Was ist Sozialphobie?

   Krankhafte Schüchternheit, Soziale Angststörung oder Sozialphobie ist eine ganz normale medizinisch behandelbare Angststörung wie andere Erbleiden auch, beispielsweise Fettleibigkeit, zu hoher Blutdruck, Depression oder Alterszuckerkrankheit (Diabetes 2). Deshalb kann sie genau so gut mit Tabletten, Psychotherapie oder Selbstbehandlung behandelt werden wie sie.
   Wer Menschen mit einer Sozialen Angststörung nur für sehr schüchterne Menschen hält, wird ihrem Handicap nicht gerecht. Sie ist eine normale Störung, die durch Furcht vor übermäßig starken Angstzuständen in fast allen zwischenmenschlichen Situationen gekennzeichnet ist. Wie schwer sie vorhanden ist, wird von Psychologischen Psychotherapeuten oder Fachärzten für Psychotherapie und Psychiatrie (Psychiater) und Forschern üblicherweise mit Hilfe der Liebowitz Social Anxiety Scale diagnostiziert.
   Sozial ängstliche Menschen fürchten sich nicht nur chronisch davor, von anderen Leuten beobachtet, abschlägig beurteilt oder erniedrigt zu werden, sondern fürchten auch, sich durch ihr eigenes Verhalten und Benehmen in Verlegenheit zu bringen und zu blamieren.

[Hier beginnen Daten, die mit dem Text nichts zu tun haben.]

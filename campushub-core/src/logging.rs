use tracing::Level;
use tracing_subscriber::{
    fmt::{self, format::FmtSpan},
    layer::SubscriberExt,
    util::SubscriberInitExt,
    EnvFilter,
};

use crate::config::LoggingConfig;

/// Initialize structured logging based on configuration
///
/// Supports both JSON (production) and pretty (development) formats
/// with configurable log levels and optional file output.
pub fn init_logging(config: &LoggingConfig) -> anyhow::Result<()> {
    let log_level = parse_log_level(&config.level)?;

    let env_filter = EnvFilter::try_from_default_env()
        .or_else(|_| EnvFilter::try_new(&config.level))
        .unwrap_or_else(|_| EnvFilter::new(log_level.to_string()));

    let registry = tracing_subscriber::registry().with(env_filter);

    if config.format.as_str() == "json" {
        let json_layer = fmt::layer()
            .json()
            .with_span_events(FmtSpan::CLOSE)
            .with_current_span(true)
            .with_span_list(true)
            .with_target(true)
            .with_line_number(true)
            .with_file(true);

        if let Some(file_path) = &config.file_path {
            let file = std::fs::OpenOptions::new()
                .create(true)
                .append(true)
                .open(file_path)?;
            let file_layer = json_layer.with_writer(std::sync::Arc::new(file));
            registry.with(file_layer).init();
        } else {
            registry.with(json_layer).init();
        }
    } else {
        let pretty_layer = fmt::layer()
            .pretty()
            .with_span_events(FmtSpan::CLOSE)
            .with_target(true)
            .with_line_number(true)
            .with_file(false);

        if let Some(file_path) = &config.file_path {
            let file = std::fs::OpenOptions::new()
                .create(true)
                .append(true)
                .open(file_path)?;
            let file_layer = pretty_layer.with_writer(std::sync::Arc::new(file));
            registry.with(file_layer).init();
        } else {
            registry.with(pretty_layer).init();
        }
    }

    Ok(())
}

/// Parse log level string to tracing Level
fn parse_log_level(level: &str) -> anyhow::Result<Level> {
    match level.to_lowercase().as_str() {
        "trace" => Ok(Level::TRACE),
        "debug" => Ok(Level::DEBUG),
        "info" => Ok(Level::INFO),
        "warn" | "warning" => Ok(Level::WARN),
        "error" => Ok(Level::ERROR),
        _ => Err(anyhow::anyhow!("Invalid log level: {level}")),
    }
}

/// Mask an email address for safe logging: `user***@example.com`
#[must_use]
pub fn mask_email(email: &str) -> String {
    if let Some(at_pos) = email.find('@') {
        let local = &email[..at_pos];
        let domain = &email[at_pos..];
        let visible = local.len().min(3);
        format!("{}***{}", &local[..visible], domain)
    } else {
        "***".to_string()
    }
}
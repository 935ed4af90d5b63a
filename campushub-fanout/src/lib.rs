pub mod bootstrap;
pub mod broadcast;
pub mod coordinator;
pub mod events;
pub mod registry;
pub mod session;

pub use bootstrap::{init_fanout, FanoutStack};
pub use broadcast::Broadcaster;
pub use coordinator::{DispatchOutcome, DispatchStatus, FanoutCoordinator};
pub use events::{FanoutEvent, NoticeLevel};
pub use registry::{ConnectionRegistry, RegistryLimits, SessionInfo};
pub use session::SessionGateway;
//! Audience resolution service
//!
//! Expands a communication's declared audience (role tags and/or explicit
//! recipient ids) into the concrete, deduplicated recipient set for one
//! tenant. Output is deterministic for a fixed directory snapshot and is
//! never persisted.

use std::sync::Arc;

use indexmap::IndexMap;
use tracing::{debug, warn};

use crate::directory::Directory;
use crate::models::{
    AudienceSpec, RecipientId, RecipientIdentity, ResolvedAudience, TenantId,
};
use crate::{Error, Result};

/// Audience resolver for communication fan-out
#[derive(Clone)]
pub struct AudienceResolver {
    directory: Arc<dyn Directory>,
}

impl std::fmt::Debug for AudienceResolver {
    fn fmt(&self, f: &mut std::fmt::Formatter<'_>) -> std::fmt::Result {
        f.debug_struct("AudienceResolver").finish()
    }
}

impl AudienceResolver {
    #[must_use]
    pub fn new(directory: Arc<dyn Directory>) -> Self {
        Self { directory }
    }

    /// Resolve an audience spec into a concrete recipient set
    ///
    /// Role tags expand to the directory's current membership; explicit
    /// recipient ids are looked up individually (unknown ids are skipped
    /// with a warning, not an error). Records whose tenant does not match
    /// the requested tenant are dropped — the resolver fails closed against
    /// a misbehaving directory rather than leaking across tenants.
    ///
    /// An empty spec yields an empty audience; only a directory transport
    /// failure makes this call fail.
    pub async fn resolve(
        &self,
        tenant_id: &TenantId,
        spec: &AudienceSpec,
    ) -> Result<ResolvedAudience> {
        if tenant_id.as_str().is_empty() {
            return Err(Error::InvalidInput(
                "Tenant id cannot be empty".to_string(),
            ));
        }

        // Dedupe by recipient id, first occurrence wins, order preserved
        let mut members: IndexMap<RecipientId, RecipientIdentity> = IndexMap::new();
        let mut mismatched = 0usize;

        for role in &spec.roles {
            let records = self.directory.members_of_role(tenant_id, *role).await?;
            for identity in records {
                Self::admit(tenant_id, identity, &mut members, &mut mismatched);
            }
        }

        for recipient_id in &spec.recipients {
            match self.directory.identity(tenant_id, recipient_id).await? {
                Some(identity) => {
                    Self::admit(tenant_id, identity, &mut members, &mut mismatched);
                }
                None => {
                    warn!(
                        tenant_id = %tenant_id.as_str(),
                        recipient_id = %recipient_id.as_str(),
                        "Explicit recipient not known to directory, skipping"
                    );
                }
            }
        }

        if mismatched > 0 {
            warn!(
                tenant_id = %tenant_id.as_str(),
                dropped = mismatched,
                "Directory returned records for a foreign tenant, dropped"
            );
        }

        debug!(
            tenant_id = %tenant_id.as_str(),
            roles = spec.roles.len(),
            explicit = spec.recipients.len(),
            resolved = members.len(),
            "Audience resolved"
        );

        Ok(ResolvedAudience {
            tenant_id: tenant_id.clone(),
            members: members.into_values().collect(),
        })
    }

    /// Admit a directory record into the audience if its tenant matches
    fn admit(
        tenant_id: &TenantId,
        identity: RecipientIdentity,
        members: &mut IndexMap<RecipientId, RecipientIdentity>,
        mismatched: &mut usize,
    ) {
        if identity.tenant_id != *tenant_id {
            warn!(
                tenant_id = %tenant_id.as_str(),
                record_tenant_id = %identity.tenant_id.as_str(),
                recipient_id = %identity.id.as_str(),
                "Tenant mismatch in directory record"
            );
            *mismatched += 1;
            return;
        }
        members.entry(identity.id.clone()).or_insert(identity);
    }
}
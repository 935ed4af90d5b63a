//! Communication models
//!
//! A communication is the unit of fan-out: a titled message a sender
//! addresses to a logical audience within one tenant. The Store owns the
//! durable record; the core reads it to resolve and deliver.

use chrono::{DateTime, Utc};
use serde::{Deserialize, Serialize};

use crate::models::id::{CommunicationId, RecipientId, TenantId};
use crate::models::recipient::Role;

/// Communication type tag
#[derive(Debug, Clone, Copy, Serialize, Deserialize, PartialEq, Eq)]
#[serde(rename_all = "snake_case")]
pub enum CommunicationKind {
    /// General announcement
    Announcement,
    /// Calendar or school event
    Event,
    /// Fee payment reminder
    FeeReminder,
    /// Urgent, tenant-wide alert
    Emergency,
}

impl std::fmt::Display for CommunicationKind {
    fn fmt(&self, f: &mut std::fmt::Formatter<'_>) -> std::fmt::Result {
        match self {
            Self::Announcement => write!(f, "announcement"),
            Self::Event => write!(f, "event"),
            Self::FeeReminder => write!(f, "fee_reminder"),
            Self::Emergency => write!(f, "emergency"),
        }
    }
}

impl std::str::FromStr for CommunicationKind {
    type Err = anyhow::Error;

    fn from_str(s: &str) -> Result<Self, Self::Err> {
        match s {
            "announcement" => Ok(Self::Announcement),
            "event" => Ok(Self::Event),
            "fee_reminder" => Ok(Self::FeeReminder),
            "emergency" => Ok(Self::Emergency),
            _ => Err(anyhow::anyhow!("Invalid communication kind: {s}")),
        }
    }
}

/// The logical audience attached to a communication before resolution
///
/// Ordered set of role tags and/or explicit recipient ids, always scoped
/// to the communication's tenant. An empty spec is legitimate (a draft
/// targeting nobody yet).
#[derive(Debug, Clone, Default, Serialize, Deserialize, PartialEq, Eq)]
pub struct AudienceSpec {
    #[serde(default)]
    pub roles: Vec<Role>,
    #[serde(default)]
    pub recipients: Vec<RecipientId>,
}

impl AudienceSpec {
    #[must_use]
    pub fn is_empty(&self) -> bool {
        self.roles.is_empty() && self.recipients.is_empty()
    }
}

/// A communication record, as read from the Store
///
/// Immutable once dispatch has begun; administrative edits upstream do not
/// re-trigger delivery.
#[derive(Debug, Clone, Serialize, Deserialize)]
pub struct Communication {
    pub id: CommunicationId,
    pub tenant_id: TenantId,
    pub sender_id: RecipientId,
    pub title: String,
    pub body: String,
    pub kind: CommunicationKind,
    pub audience: AudienceSpec,
    pub created_at: DateTime<Utc>,
}

impl Communication {
    #[must_use]
    pub fn new(
        tenant_id: TenantId,
        sender_id: RecipientId,
        title: String,
        body: String,
        kind: CommunicationKind,
        audience: AudienceSpec,
    ) -> Self {
        Self {
            id: CommunicationId::new(),
            tenant_id,
            sender_id,
            title,
            body,
            kind,
            audience,
            created_at: Utc::now(),
        }
    }

    /// Subject line used for email delivery
    #[must_use]
    pub fn email_subject(&self) -> String {
        format!("[{}] {}", self.kind, self.title)
    }
}
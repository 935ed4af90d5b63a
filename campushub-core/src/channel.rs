//! Delivery channel collaborator
//!
//! The channel-agnostic seam dispatch queue workers deliver through. In
//! this system it is instantiated as an outbound SMTP transport
//! ([`SmtpChannel`](crate::service::SmtpChannel)), but nothing in the
//! queue knows or cares.

use async_trait::async_trait;

use crate::Result;

/// One asynchronous delivery side effect against an external channel
///
/// A failed send maps to
/// [`Error::DeliveryAttemptFailed`](crate::Error::DeliveryAttemptFailed)
/// and follows the queue's retry policy.
#[async_trait]
pub trait DeliveryChannel: Send + Sync {
    async fn send(&self, address: &str, subject: &str, body: &str) -> Result<()>;
}
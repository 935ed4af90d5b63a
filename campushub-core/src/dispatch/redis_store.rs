//! Redis-backed job store
//!
//! Multi-process backend: job records are JSON strings keyed by job id, and
//! eligibility is a sorted set scored by `next_eligible_at` millis. Claiming
//! is a Lua script that pops one eligible id and re-scores it to
//! `now + visibility_timeout`, so a worker that dies mid-delivery loses its
//! claim instead of wedging the job.
//!
//! Terminal records stay in Redis (outside the scheduled set) as the
//! append-only audit trail the operator surface reads.

use std::sync::Arc;
use std::time::Duration;

use async_trait::async_trait;
use chrono::{DateTime, Utc};
use redis::AsyncCommands;
use tracing::debug;

use crate::models::{CommunicationId, DeliveryJob, JobId};
use crate::Result;

use super::job_store::JobStore;

/// Redis-backed [`JobStore`] for multi-process worker fleets
#[derive(Clone)]
pub struct RedisJobStore {
    client: Arc<redis::Client>,
    key_prefix: String,
    visibility_timeout: Duration,
}

impl std::fmt::Debug for RedisJobStore {
    fn fmt(&self, f: &mut std::fmt::Formatter<'_>) -> std::fmt::Result {
        f.debug_struct("RedisJobStore")
            .field("key_prefix", &self.key_prefix)
            .field("visibility_timeout", &self.visibility_timeout)
            .finish()
    }
}

impl RedisJobStore {
    #[must_use]
    pub fn new(
        client: Arc<redis::Client>,
        key_prefix: impl Into<String>,
        visibility_timeout: Duration,
    ) -> Self {
        Self {
            client,
            key_prefix: key_prefix.into(),
            visibility_timeout,
        }
    }

    fn job_key_prefix(&self) -> String {
        format!("{}dispatch:job:", self.key_prefix)
    }

    fn job_key(&self, job_id: &JobId) -> String {
        format!("{}{}", self.job_key_prefix(), job_id.as_str())
    }

    fn scheduled_key(&self) -> String {
        format!("{}dispatch:scheduled", self.key_prefix)
    }

    fn communication_key(&self, communication_id: &CommunicationId) -> String {
        format!(
            "{}dispatch:comm:{}",
            self.key_prefix,
            communication_id.as_str()
        )
    }

    async fn connection(&self) -> Result<redis::aio::MultiplexedConnection> {
        Ok(self.client.get_multiplexed_async_connection().await?)
    }
}

#[async_trait]
impl JobStore for RedisJobStore {
    async fn insert(&self, job: &DeliveryJob) -> Result<bool> {
        let mut conn = self.connection().await?;
        let payload = serde_json::to_string(job)?;

        // Atomically create the record, schedule it, and index it by
        // communication. Returns 0 without touching anything when the job
        // id already exists.
        let script = redis::Script::new(
            r"
            if redis.call('EXISTS', KEYS[1]) == 1 then return 0 end
            redis.call('SET', KEYS[1], ARGV[1])
            redis.call('ZADD', KEYS[2], ARGV[2], ARGV[3])
            redis.call('SADD', KEYS[3], ARGV[3])
            return 1
            ",
        );

        let created: i64 = script
            .key(self.job_key(&job.job_id))
            .key(self.scheduled_key())
            .key(self.communication_key(&job.communication_id))
            .arg(payload)
            .arg(job.next_eligible_at.timestamp_millis())
            .arg(job.job_id.as_str())
            .invoke_async(&mut conn)
            .await?;

        Ok(created == 1)
    }

    async fn claim_eligible(&self, now: DateTime<Utc>) -> Result<Option<DeliveryJob>> {
        let mut conn = self.connection().await?;

        // Pop one eligible id and push its score past the visibility
        // window so no other worker claims it concurrently. A scheduled id
        // whose record vanished is dropped from the set.
        let script = redis::Script::new(
            r"
            local ids = redis.call('ZRANGEBYSCORE', KEYS[1], '-inf', ARGV[1], 'LIMIT', 0, 1)
            if #ids == 0 then return false end
            local id = ids[1]
            local job = redis.call('GET', KEYS[2] .. id)
            if not job then
                redis.call('ZREM', KEYS[1], id)
                return false
            end
            redis.call('ZADD', KEYS[1], ARGV[2], id)
            return job
            ",
        );

        let visibility_deadline = now
            + chrono::Duration::milliseconds(self.visibility_timeout.as_millis() as i64);

        let payload: Option<String> = script
            .key(self.scheduled_key())
            .key(self.job_key_prefix())
            .arg(now.timestamp_millis())
            .arg(visibility_deadline.timestamp_millis())
            .invoke_async(&mut conn)
            .await?;

        match payload {
            Some(json) => {
                let job: DeliveryJob = serde_json::from_str(&json)?;
                debug!(job_id = %job.job_id, "Claimed delivery job from Redis");
                Ok(Some(job))
            }
            None => Ok(None),
        }
    }

    async fn release(&self, job: &DeliveryJob) -> Result<()> {
        let mut conn = self.connection().await?;
        let payload = serde_json::to_string(job)?;

        let script = redis::Script::new(
            r"
            redis.call('SET', KEYS[1], ARGV[1])
            redis.call('ZADD', KEYS[2], ARGV[2], ARGV[3])
            return 1
            ",
        );

        let _: i64 = script
            .key(self.job_key(&job.job_id))
            .key(self.scheduled_key())
            .arg(payload)
            .arg(job.next_eligible_at.timestamp_millis())
            .arg(job.job_id.as_str())
            .invoke_async(&mut conn)
            .await?;

        Ok(())
    }

    async fn complete(&self, job: &DeliveryJob) -> Result<()> {
        let mut conn = self.connection().await?;
        let payload = serde_json::to_string(job)?;

        let script = redis::Script::new(
            r"
            redis.call('SET', KEYS[1], ARGV[1])
            redis.call('ZREM', KEYS[2], ARGV[2])
            return 1
            ",
        );

        let _: i64 = script
            .key(self.job_key(&job.job_id))
            .key(self.scheduled_key())
            .arg(payload)
            .arg(job.job_id.as_str())
            .invoke_async(&mut conn)
            .await?;

        Ok(())
    }

    async fn job(&self, job_id: &JobId) -> Result<Option<DeliveryJob>> {
        let mut conn = self.connection().await?;
        let payload: Option<String> = conn.get(self.job_key(job_id)).await?;
        match payload {
            Some(json) => Ok(Some(serde_json::from_str(&json)?)),
            None => Ok(None),
        }
    }

    async fn jobs_for_communication(
        &self,
        communication_id: &CommunicationId,
    ) -> Result<Vec<DeliveryJob>> {
        let mut conn = self.connection().await?;
        let ids: Vec<String> = conn
            .smembers(self.communication_key(communication_id))
            .await?;

        let mut jobs = Vec::with_capacity(ids.len());
        for id in ids {
            let payload: Option<String> =
                conn.get(self.job_key(&JobId::from_string(id))).await?;
            if let Some(json) = payload {
                jobs.push(serde_json::from_str(&json)?);
            }
        }
        Ok(jobs)
    }
}
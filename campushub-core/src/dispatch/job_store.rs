//! Job store abstraction
//!
//! The durable backend of the dispatch queue. Two implementations exist:
//! [`MemoryJobStore`](super::MemoryJobStore) for single-process
//! deployments and tests, and [`RedisJobStore`](super::RedisJobStore) for
//! multi-process worker fleets.

use async_trait::async_trait;
use chrono::{DateTime, Utc};

use crate::models::{CommunicationId, DeliveryJob, JobId};
use crate::Result;

/// Durable record of delivery jobs with atomic claim semantics
///
/// `insert` has create-if-absent semantics and is the queue's idempotency
/// boundary. `claim_eligible` hands one pending, eligible job to exactly
/// one caller at a time; a claimed job stays invisible to other callers
/// until it is `release`d (retry scheduled) or `complete`d (terminal).
/// Terminal records are kept for status queries and audit, never deleted.
#[async_trait]
pub trait JobStore: Send + Sync {
    /// Insert a new job unless one with the same id already exists
    ///
    /// Returns `false` (and changes nothing) on a duplicate id.
    async fn insert(&self, job: &DeliveryJob) -> Result<bool>;

    /// Atomically claim one pending job with `next_eligible_at <= now`
    async fn claim_eligible(&self, now: DateTime<Utc>) -> Result<Option<DeliveryJob>>;

    /// Put a claimed job back in the queue with its updated attempt
    /// counter and `next_eligible_at`
    async fn release(&self, job: &DeliveryJob) -> Result<()>;

    /// Record a claimed job's terminal state
    async fn complete(&self, job: &DeliveryJob) -> Result<()>;

    /// Fetch a job by id
    async fn job(&self, job_id: &JobId) -> Result<Option<DeliveryJob>>;

    /// All jobs ever enqueued for a communication (original + retries)
    async fn jobs_for_communication(
        &self,
        communication_id: &CommunicationId,
    ) -> Result<Vec<DeliveryJob>>;
}
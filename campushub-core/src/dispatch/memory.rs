//! In-memory job store
//!
//! Single-process backend used when Redis is not configured, and by the
//! test suite. All mutation goes through one mutex; claimed jobs are held
//! in an in-flight set so no two workers process the same job.

use std::collections::{HashMap, HashSet};

use async_trait::async_trait;
use chrono::{DateTime, Utc};
use parking_lot::Mutex;

use crate::models::{CommunicationId, DeliveryJob, JobId, JobStatus};
use crate::Result;

use super::job_store::JobStore;

#[derive(Default)]
struct Inner {
    jobs: HashMap<JobId, DeliveryJob>,
    in_flight: HashSet<JobId>,
    by_communication: HashMap<CommunicationId, Vec<JobId>>,
}

/// In-memory [`JobStore`] (single-process only)
#[derive(Default)]
pub struct MemoryJobStore {
    inner: Mutex<Inner>,
}

impl MemoryJobStore {
    #[must_use]
    pub fn new() -> Self {
        Self::default()
    }

    /// Number of job records held (any status)
    #[must_use]
    pub fn len(&self) -> usize {
        self.inner.lock().jobs.len()
    }

    #[must_use]
    pub fn is_empty(&self) -> bool {
        self.inner.lock().jobs.is_empty()
    }
}

impl std::fmt::Debug for MemoryJobStore {
    fn fmt(&self, f: &mut std::fmt::Formatter<'_>) -> std::fmt::Result {
        f.debug_struct("MemoryJobStore")
            .field("jobs", &self.len())
            .finish()
    }
}

#[async_trait]
impl JobStore for MemoryJobStore {
    async fn insert(&self, job: &DeliveryJob) -> Result<bool> {
        let mut inner = self.inner.lock();
        if inner.jobs.contains_key(&job.job_id) {
            return Ok(false);
        }
        inner
            .by_communication
            .entry(job.communication_id.clone())
            .or_default()
            .push(job.job_id.clone());
        inner.jobs.insert(job.job_id.clone(), job.clone());
        Ok(true)
    }

    async fn claim_eligible(&self, now: DateTime<Utc>) -> Result<Option<DeliveryJob>> {
        let mut inner = self.inner.lock();

        // Earliest-eligible pending job not already claimed
        let candidate = inner
            .jobs
            .values()
            .filter(|job| {
                job.status == JobStatus::Pending
                    && job.next_eligible_at <= now
                    && !inner.in_flight.contains(&job.job_id)
            })
            .min_by_key(|job| job.next_eligible_at)
            .cloned();

        if let Some(job) = &candidate {
            inner.in_flight.insert(job.job_id.clone());
        }
        Ok(candidate)
    }

    async fn release(&self, job: &DeliveryJob) -> Result<()> {
        let mut inner = self.inner.lock();
        inner.in_flight.remove(&job.job_id);
        inner.jobs.insert(job.job_id.clone(), job.clone());
        Ok(())
    }

    async fn complete(&self, job: &DeliveryJob) -> Result<()> {
        let mut inner = self.inner.lock();
        inner.in_flight.remove(&job.job_id);
        inner.jobs.insert(job.job_id.clone(), job.clone());
        Ok(())
    }

    async fn job(&self, job_id: &JobId) -> Result<Option<DeliveryJob>> {
        Ok(self.inner.lock().jobs.get(job_id).cloned())
    }

    async fn jobs_for_communication(
        &self,
        communication_id: &CommunicationId,
    ) -> Result<Vec<DeliveryJob>> {
        let inner = self.inner.lock();
        Ok(inner
            .by_communication
            .get(communication_id)
            .map(|ids| {
                ids.iter()
                    .filter_map(|id| inner.jobs.get(id).cloned())
                    .collect()
            })
            .unwrap_or_default())
    }
}
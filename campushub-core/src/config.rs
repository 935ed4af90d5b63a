use config::{Config as ConfigBuilder, ConfigError, Environment, File};
use serde::{Deserialize, Serialize};
use std::path::Path;

/// Application configuration
#[derive(Debug, Clone, Default, Serialize, Deserialize)]
#[serde(default)]
pub struct Config {
    pub logging: LoggingConfig,
    pub redis: RedisConfig,
    pub smtp: SmtpConfig,
    pub dispatch: DispatchConfig,
}

#[derive(Debug, Clone, Serialize, Deserialize)]
pub struct LoggingConfig {
    pub level: String,
    pub format: String, // "json" or "pretty"
    pub file_path: Option<String>,
}

impl Default for LoggingConfig {
    fn default() -> Self {
        Self {
            level: "info".to_string(),
            format: "pretty".to_string(),
            file_path: None,
        }
    }
}

/// Redis configuration
///
/// When no URL is configured the dispatch queue falls back to its
/// in-memory job store (single-process only).
#[derive(Debug, Clone, Serialize, Deserialize)]
pub struct RedisConfig {
    pub url: Option<String>,
    pub key_prefix: String,
}

impl Default for RedisConfig {
    fn default() -> Self {
        Self {
            url: None,
            key_prefix: "campushub:".to_string(),
        }
    }
}

/// SMTP configuration for the email delivery channel
#[derive(Debug, Clone, Serialize, Deserialize)]
pub struct SmtpConfig {
    pub smtp_host: String,
    pub smtp_port: u16,
    pub smtp_username: String,
    pub smtp_password: String,
    pub from_email: String,
    pub from_name: String,
    pub use_tls: bool,
}

impl Default for SmtpConfig {
    fn default() -> Self {
        Self {
            smtp_host: String::new(),
            smtp_port: 587,
            smtp_username: String::new(),
            smtp_password: String::new(),
            from_email: String::new(),
            from_name: "CampusHub".to_string(),
            use_tls: true,
        }
    }
}

impl SmtpConfig {
    /// Whether an SMTP relay has been configured at all
    #[must_use]
    pub fn is_configured(&self) -> bool {
        !self.smtp_host.is_empty()
    }
}

/// Dispatch queue and worker configuration
#[derive(Debug, Clone, Serialize, Deserialize)]
pub struct DispatchConfig {
    /// Number of concurrent delivery workers
    pub worker_count: usize,
    /// Retry ceiling; a job failing this many attempts is failed_permanent
    pub max_attempts: u32,
    /// First retry delay of the exponential backoff schedule
    pub backoff_min_seconds: u64,
    /// Backoff cap
    pub backoff_max_seconds: u64,
    /// Per-attempt delivery timeout
    pub attempt_timeout_seconds: u64,
    /// Idle worker poll interval
    pub poll_interval_ms: u64,
    /// How long a claimed job stays invisible to other workers (Redis backend)
    pub visibility_timeout_seconds: u64,
}

impl Default for DispatchConfig {
    fn default() -> Self {
        Self {
            worker_count: 4,
            max_attempts: 5,
            backoff_min_seconds: 10,
            backoff_max_seconds: 600,
            attempt_timeout_seconds: 30,
            poll_interval_ms: 500,
            visibility_timeout_seconds: 60,
        }
    }
}

impl Config {
    /// Load configuration from multiple sources with priority:
    /// 1. Environment variables (highest priority)
    /// 2. Config file (if provided)
    /// 3. Defaults (lowest priority)
    pub fn load(config_file: Option<&str>) -> Result<Self, ConfigError> {
        let mut builder = ConfigBuilder::builder();

        if let Some(path) = config_file {
            if Path::new(path).exists() {
                builder = builder.add_source(File::with_name(path));
            }
        }

        // Override with environment variables (CAMPUSHUB_DISPATCH_MAX_ATTEMPTS, etc.)
        builder = builder.add_source(
            Environment::with_prefix("CAMPUSHUB")
                .separator("_")
                .try_parsing(true),
        );

        let config = builder.build()?;
        config.try_deserialize()
    }

    /// Load from environment variables only (for Docker/K8s)
    pub fn from_env() -> Result<Self, ConfigError> {
        Self::load(None)
    }

    /// Load from file path
    pub fn from_file(path: &str) -> Result<Self, ConfigError> {
        Self::load(Some(path))
    }
}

Ihre soziale Angst kann so gar so behindernd sein, dass sie durch sie in ihrer Arbeit, Schule und Freizeit benachteiligt sind. Die meisten Menschen mit diesem Handicap wissen zwar, dass ihre Angst mit anderen Leuten zusammen sein zu müssen, übermäßig groß und unbegründet ist.
   Soziale Angst kann nur in bestimmten Situationen auftreten - wie zum Beispiel Angst vor einer Gruppe sprechen zu müssen, in Gegenwart anderer Leute essen, trinken oder telefonieren zu müssen, auf der Straße jemanden nach dem Weg fragen oder allein ein Restaurant betreten zu müssen - oder, in seiner schwerwiegendsten Form, so allumfassend sein, dass sozial ängstliche Menschen fast immer Angst-Symptome haben, wenn sie mit anderen Leuten zusammen sein müssen. Im Extremfall kann ihr Handicap in völliger Zurückgezogenheit, Abkapselung und Isolation enden, weil sie nicht mehr aus dem Haus und unter Menschen gehen können.
   Sozialphobie kann sehr behindernd sein. Sie kann Betroffene sogar davon abhalten sich eine Arbeit zu suchen, zur Arbeit oder in die Schule zu gehen. Vielen fällt es auch extrem schwer gute enge Freunde zu finden.
   Symptome wie Erröten, übermäßiges Schwitzen oder Zittern begleiten oft die soziale Angst, einschließlich zu leises Sprechen, Mundtrockenheit, Übelkeit, Ekelgefühle, Brechreiz und Magenbeschwerden. Diese äußerlich erkennbaren Anzeichen erhöhen oft zusätzlich ihre Angst vor befürchteten Missbilligungen. Schon allein ihre Furcht vor diesen körperlichen Anzeichen kann einen Teufelskreis bilden. Sozialphobie verläuft oft in der eigenen Familie und kann mit Depression, Panikattacken und anderen mentalen Störungen Hand in Hand gehen.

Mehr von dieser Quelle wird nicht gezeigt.